Im besten Sinne etwas mitnehmen
„Ochs, Esel, Elefant und Känguru“– Die Sammlung Würth zeigt in Künzelsau Weihnachtskrippen aus aller Welt – Eine Schau zum Staunen und Schmunzeln
Beide Figuren scheinen die Augen geschlossen zu haben, beide tragen landesübliche Tracht. Er hat einen bunten Poncho und eine geringelte Strickmütze an, sie einen orangefarbenen Mantel und einen breitkrempigen Hut. Das Kind zu ihren Füßen ist fest in eine zitronengelbe Decke gewickelt. Geschaffen hat diese niedliche Weihnachtskrippe ein indigener Künstler aus Peru. Sie ist eine von rund 150 Exponaten aus aller Welt, die derzeit im Museum Würth in Künzelsau zu bewundern sind. Die Ausstellung mit dem Titel „Ochs, Esel, Elefant und Känguru“ist nicht nur überraschend vielfältig, sondern gewährt en passant auch noch einen Einblick in verschiedene Weihnachtsbräuche von Frankreich über Venezuela bis nach Japan. Man darf staunen und schmunzeln. Da nimmt man im besten Sinne etwas mit nach Hause. Also unbedingt hinfahren!
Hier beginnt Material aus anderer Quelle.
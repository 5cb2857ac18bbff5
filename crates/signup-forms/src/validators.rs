//! Field validators for the signup form
//!
//! This module provides the email syntax validator and the minimum-length
//! validator used by the submit rule chain.

use crate::error::{FieldError, FieldResult};
use regex::Regex;
use std::sync::LazyLock;

const MAX_EMAIL_LENGTH: usize = 254;
const MAX_LOCAL_PART_LENGTH: usize = 64;
const MAX_DOMAIN_LABEL_LENGTH: usize = 63;

// One dot-separated run of an unquoted local part.
//
// ASCII atext plus non-ASCII characters of the Basic Multilingual Plane,
// excluding the noncharacter block U+FDD0..U+FDEF and U+FFF0 upwards.
static LOCAL_PART_REGEX: LazyLock<Regex> = LazyLock::new(|| {
	Regex::new(
		r"^[A-Za-z0-9!#$%&'*+\-/=?^_`{|}~\x{A1}-\x{D7FF}\x{F900}-\x{FDCF}\x{FDF0}-\x{FFEF}]+$",
	)
	.expect("LOCAL_PART_REGEX: invalid regex pattern")
});

// Body of a quoted local part, without the surrounding quotes.
//
// Whitespace, control characters and non-ASCII text are allowed; `"` and `\`
// only appear escaped.
static QUOTED_LOCAL_PART_REGEX: LazyLock<Regex> = LazyLock::new(|| {
	Regex::new(
		r"^(?:[\s\x01-\x08\x0B\x0C\x0E-\x1F\x7F\x21\x23-\x5B\x5D-\x7E\x{A0}-\x{D7FF}\x{F900}-\x{FDCF}\x{FDF0}-\x{FFEF}]|\\[\x01-\x09\x0B\x0C\x0D-\x7F\x{A0}-\x{D7FF}\x{F900}-\x{FDCF}\x{FDF0}-\x{FFEF}])*$",
	)
	.expect("QUOTED_LOCAL_PART_REGEX: invalid regex pattern")
});

// Domain label: alphanumerics, hyphens and non-ASCII text.
static DOMAIN_LABEL_REGEX: LazyLock<Regex> = LazyLock::new(|| {
	Regex::new(r"^[A-Za-z0-9\-\x{A1}-\x{10FFFF}]+$")
		.expect("DOMAIN_LABEL_REGEX: invalid regex pattern")
});

// Full-width ASCII forms are never allowed in a domain label.
static FULL_WIDTH_REGEX: LazyLock<Regex> = LazyLock::new(|| {
	Regex::new(r"[\x{FF01}-\x{FF5E}]").expect("FULL_WIDTH_REGEX: invalid regex pattern")
});

// Top-level domain: two or more letters, or a punycode label.
static TLD_REGEX: LazyLock<Regex> = LazyLock::new(|| {
	Regex::new(
		r"(?i)^(?:[a-z\x{A1}-\x{A8}\x{AA}-\x{D7FF}\x{F900}-\x{FDCF}\x{FDF0}-\x{FFEF}]{2,}|xn[a-z0-9\-]{2,})$",
	)
	.expect("TLD_REGEX: invalid regex pattern")
});

/// Length of `value` in UTF-16 code units, the unit a browser input's
/// `value.length` reports.
///
/// # Examples
///
/// ```
/// use signup_forms::validators::utf16_len;
///
/// assert_eq!(utf16_len("12345"), 5);
/// assert_eq!(utf16_len("こんにちは"), 5);
/// assert_eq!(utf16_len("🎉🎉🎉"), 6);
/// ```
pub fn utf16_len(value: &str) -> usize {
	value.encode_utf16().count()
}

/// Validates that a string is a syntactically valid email address.
///
/// The validator checks:
/// - A single `local-part@domain` split at the last `@`
/// - Local part of at most 64 bytes: dot-separated atext runs, or a quoted string
/// - Domain of at least two labels; labels at most 63 UTF-16 units, without
///   leading or trailing hyphens or full-width ASCII forms
/// - Alphabetic top-level domain of two or more characters (or punycode)
/// - Whole address at most 254 UTF-16 units
///
/// # Examples
///
/// ```
/// use signup_forms::validators::EmailValidator;
///
/// let validator = EmailValidator::new();
/// assert!(validator.validate("selena@gmail.com").is_ok());
/// assert!(validator.validate("selenagmail.com").is_err());
/// assert!(validator.validate("selena@gmail").is_err());
/// assert!(validator.validate("").is_err());
/// ```
#[derive(Debug, Clone)]
pub struct EmailValidator {
	/// Optional custom error message shown on validation failure
	message: Option<String>,
}

impl EmailValidator {
	pub fn new() -> Self {
		Self { message: None }
	}

	/// Sets a custom error message returned on validation failure.
	///
	/// # Examples
	///
	/// ```
	/// use signup_forms::validators::EmailValidator;
	/// use signup_forms::FieldError;
	///
	/// let validator = EmailValidator::new().with_message("The email you entered is invalid");
	/// assert_eq!(
	///     validator.validate("nope"),
	///     Err(FieldError::Validation("The email you entered is invalid".to_string()))
	/// );
	/// ```
	pub fn with_message(mut self, message: impl Into<String>) -> Self {
		self.message = Some(message.into());
		self
	}

	/// Validates the given string slice as an email address.
	///
	/// Returns `Ok(())` when the address is valid, or a
	/// [`FieldError::Validation`] containing an error message when it is not.
	pub fn validate(&self, value: &str) -> FieldResult<()> {
		if is_valid_email(value) {
			Ok(())
		} else {
			let msg = self
				.message
				.as_deref()
				.unwrap_or("Enter a valid email address");
			Err(FieldError::Validation(msg.to_string()))
		}
	}
}

impl Default for EmailValidator {
	fn default() -> Self {
		Self::new()
	}
}

fn is_valid_email(value: &str) -> bool {
	if value.is_empty() || utf16_len(value) > MAX_EMAIL_LENGTH {
		return false;
	}

	let Some((local, domain)) = value.rsplit_once('@') else {
		return false;
	};

	if local.is_empty() || local.len() > MAX_LOCAL_PART_LENGTH {
		return false;
	}

	if !is_valid_domain(domain) {
		return false;
	}

	// The closing quote is dropped without being checked.
	if let Some(quoted) = local.strip_prefix('"') {
		let mut body = quoted.chars();
		body.next_back();
		return QUOTED_LOCAL_PART_REGEX.is_match(body.as_str());
	}

	local.split('.').all(|part| LOCAL_PART_REGEX.is_match(part))
}

fn is_valid_domain(domain: &str) -> bool {
	if domain.len() > MAX_EMAIL_LENGTH {
		return false;
	}

	let labels: Vec<&str> = domain.split('.').collect();
	if labels.len() < 2 {
		return false;
	}

	let Some(tld) = labels.last() else {
		return false;
	};
	if !TLD_REGEX.is_match(tld) || tld.chars().any(char::is_whitespace) {
		return false;
	}

	labels.iter().all(|label| {
		utf16_len(label) <= MAX_DOMAIN_LABEL_LENGTH
			&& DOMAIN_LABEL_REGEX.is_match(label)
			&& !FULL_WIDTH_REGEX.is_match(label)
			&& !label.starts_with('-')
			&& !label.ends_with('-')
	})
}

/// Validates that a string has at least `min_length` characters.
///
/// Length is counted in UTF-16 code units, as a browser input reports it:
/// characters outside the Basic Multilingual Plane (most emoji) count twice.
///
/// # Examples
///
/// ```
/// use signup_forms::validators::MinLengthValidator;
///
/// let validator = MinLengthValidator::new(5);
/// assert!(validator.validate("12345").is_ok());
/// assert!(validator.validate("1234").is_err());
/// ```
#[derive(Debug, Clone)]
pub struct MinLengthValidator {
	min_length: usize,
	message: Option<String>,
}

impl MinLengthValidator {
	pub fn new(min_length: usize) -> Self {
		Self {
			min_length,
			message: None,
		}
	}

	pub fn with_message(mut self, message: impl Into<String>) -> Self {
		self.message = Some(message.into());
		self
	}

	pub fn min_length(&self) -> usize {
		self.min_length
	}

	pub fn validate(&self, value: &str) -> FieldResult<()> {
		let length = utf16_len(value);
		if length >= self.min_length {
			return Ok(());
		}

		let msg = match &self.message {
			Some(message) => message.clone(),
			None => format!(
				"Ensure this value has at least {} characters (it has {})",
				self.min_length, length
			),
		};
		Err(FieldError::Validation(msg))
	}
}

#[cfg(test)]
mod tests {
	use super::*;
	use rstest::rstest;

	// =========================================================================
	// EmailValidator tests
	// =========================================================================

	#[rstest]
	#[case("selena@gmail.com")]
	#[case("a@b.co")]
	#[case("first.last@example.org")]
	#[case("user+tag@sub.example.com")]
	#[case("o'brien@example.ie")]
	#[case("x_y-z@my-domain.io")]
	#[case("\"john doe\"@example.com")]
	#[case("user@xn--80ak6aa92e.com")]
	#[case("üñîçøðé@example.com")]
	#[case("user@bücher.de")]
	#[case("UPPER@EXAMPLE.COM")]
	#[case("\"jöhn\"@example.com")]
	#[case("\"a\tb\"@example.com")]
	#[case("\"escaped \\\" quote\"@example.com")]
	#[case("\"unterminated@example.com")]
	#[case("user@domain.XN--P1AI")]
	fn test_email_validator_valid(#[case] email: &str) {
		// Arrange
		let validator = EmailValidator::new();

		// Act
		let result = validator.validate(email);

		// Assert
		assert!(result.is_ok(), "Expected '{email}' to be a valid email");
	}

	#[rstest]
	#[case("")]
	#[case("selenagmail.com")]
	#[case("selena@gmail")]
	#[case("selena@")]
	#[case("@gmail.com")]
	#[case("selena@@gmail.com")]
	#[case("sel ena@gmail.com")]
	#[case(" selena@gmail.com")]
	#[case("selena@gmail.com ")]
	#[case("selena@gm ail.com")]
	#[case(".selena@gmail.com")]
	#[case("selena.@gmail.com")]
	#[case("sel..ena@gmail.com")]
	#[case("selena@.gmail.com")]
	#[case("selena@gmail..com")]
	#[case("selena@gmail.com.")]
	#[case("selena@-gmail.com")]
	#[case("selena@gmail-.com")]
	#[case("selena@gmail.c")]
	#[case("selena@gmail.c0m")]
	#[case("selena@127.0.0.1")]
	#[case("selena@[127.0.0.1]")]
	#[case("sel(ena)@gmail.com")]
	#[case("selena@ｇmail.com")]
	#[case("user@domain.ｃｏｍ")]
	#[case("\"bare \" quote\"@example.com")]
	#[case("selena@gmail.co\u{3000}m")]
	#[case("selena@gmail.🎉🎉")]
	#[case("selena@under_score.com")]
	fn test_email_validator_invalid(#[case] email: &str) {
		// Arrange
		let validator = EmailValidator::new();

		// Act
		let result = validator.validate(email);

		// Assert
		assert!(result.is_err(), "Expected '{email}' to be an invalid email");
	}

	#[rstest]
	fn test_email_validator_local_part_length_limit() {
		// Arrange
		let validator = EmailValidator::new();
		let at_limit = format!("{}@example.com", "a".repeat(64));
		let over_limit = format!("{}@example.com", "a".repeat(65));

		// Act + Assert
		assert!(validator.validate(&at_limit).is_ok());
		assert!(validator.validate(&over_limit).is_err());
	}

	#[rstest]
	fn test_email_validator_domain_label_length_limit() {
		// Arrange
		let validator = EmailValidator::new();
		let at_limit = format!("user@{}.com", "d".repeat(63));
		let over_limit = format!("user@{}.com", "d".repeat(64));

		// Act + Assert
		assert!(validator.validate(&at_limit).is_ok());
		assert!(validator.validate(&over_limit).is_err());
	}

	#[rstest]
	fn test_email_validator_total_length_limit() {
		// Arrange
		let validator = EmailValidator::new();
		let label = "d".repeat(60);
		let domain = format!("{label}.{label}.{label}.{label}.com");
		let too_long = format!("{}@{}", "a".repeat(10), domain);

		// Act + Assert
		assert!(too_long.len() > MAX_EMAIL_LENGTH);
		assert!(validator.validate(&too_long).is_err());
	}

	#[rstest]
	fn test_email_validator_default_message() {
		// Arrange
		let validator = EmailValidator::default();

		// Act
		let result = validator.validate("invalid");

		// Assert
		assert_eq!(
			result,
			Err(FieldError::Validation(
				"Enter a valid email address".to_string()
			))
		);
	}

	#[rstest]
	fn test_email_validator_custom_message() {
		// Arrange
		let validator = EmailValidator::new().with_message("Custom email error");

		// Act
		let result = validator.validate("bad");

		// Assert
		match result {
			Err(FieldError::Validation(msg)) => assert_eq!(msg, "Custom email error"),
			_ => panic!("Expected Validation error with custom message"),
		}
	}

	// =========================================================================
	// MinLengthValidator tests
	// =========================================================================

	#[rstest]
	#[case("", false)]
	#[case("1", false)]
	#[case("1234", false)]
	#[case("12345", true)]
	#[case("123456", true)]
	fn test_min_length_boundary(#[case] value: &str, #[case] valid: bool) {
		// Arrange
		let validator = MinLengthValidator::new(5);

		// Act
		let result = validator.validate(value);

		// Assert
		assert_eq!(result.is_ok(), valid, "value: {value:?}");
	}

	#[rstest]
	#[case("🎉🎉🎉", true)]
	#[case("🎉🎉", false)]
	#[case("🎉abc", true)]
	#[case("こんにちは", true)]
	#[case("ñandú", true)]
	#[case("ñand", false)]
	fn test_min_length_counts_utf16_units(#[case] value: &str, #[case] valid: bool) {
		// Arrange
		let validator = MinLengthValidator::new(5);

		// Act
		let result = validator.validate(value);

		// Assert
		assert_eq!(result.is_ok(), valid, "value: {value:?}");
	}

	#[rstest]
	fn test_min_length_message_reports_utf16_units() {
		// Act
		let result = MinLengthValidator::new(5).validate("🎉🎉");

		// Assert
		assert_eq!(
			result,
			Err(FieldError::Validation(
				"Ensure this value has at least 5 characters (it has 4)".to_string()
			))
		);
	}

	#[rstest]
	fn test_min_length_default_message() {
		// Arrange
		let validator = MinLengthValidator::new(5);

		// Act
		let result = validator.validate("123");

		// Assert
		assert_eq!(
			result,
			Err(FieldError::Validation(
				"Ensure this value has at least 5 characters (it has 3)".to_string()
			))
		);
	}

	#[rstest]
	fn test_min_length_zero_accepts_empty() {
		assert!(MinLengthValidator::new(0).validate("").is_ok());
	}
}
Die Wiege der Krippe ist in Italien. 1478 wurde die erste Figurenkrippe in einer Kirche in Neapel aufgestellt. Sie war von einem deutschen Brüderpaar geschnitzt worden und bestand aus 37 bunt bemalten Holzfiguren, von denen 19 noch heute existieren. Lange Zeit waren Krippen ein Privileg von Fürstenhäusern, Kirchen und Klöstern. Erst nach 1730 hielten sie allmählich auch Einzug in die Privathäuser. In Neapel, Rom und Palermo fand allerdings im ganzen 18. Jahrhundert noch ein hemmungsloser Wettstreit mit großen Prunkkrippen statt, die aus Hunderten von Figuren bestanden und vor allem der ehrgeizigen Selbstdarstellung dienten. So versetzte man die Szenerie etwa auch in eine Palastruine, wie man in der Ausstellung sehen kann.
Im Zentrum jeder Weihnachtskrippe steht natürlich die Heilige Familie mit Maria, Josef und dem Jesuskind. Maria hat das Kind mal auf dem Arm, mal liegt es gewickelt auf Stroh oder Heu in einer Krippe, mal schläft es auf einer Decke auf dem Boden oder in einer Hängematte. Bei den Hirten dagegen ließen die Krippenbauer ihrer Fantasie schon früh freien Lauf. Sie werden häufig als Menschen des eigenen Volkes dargestellt, erkennbar an Gesichtszügen, Tracht oder Geschenken. In Frankreich haben die Hirten Gaben in Form von Schnecken oder Trüffel dabei, in Italien sind es dann Zitronen und Orangen. In Togo wird dem schwarzen Jesuskind sogar alles gebracht, was man dort zum Leben braucht: vom gestampften Maisbrei über die Kokosnuss und den fangfrischen Fisch bis zum Webteppich. In Katalonien wiederum darf der El Caganer nicht fehlen – ein Mann, der meistens irgendwo an der Seite hockt, die Hosen runtergelassen, und sein großes Geschäft verrichtet. Diese Gestalt steht für eine gute Ernte im nächsten Jahr.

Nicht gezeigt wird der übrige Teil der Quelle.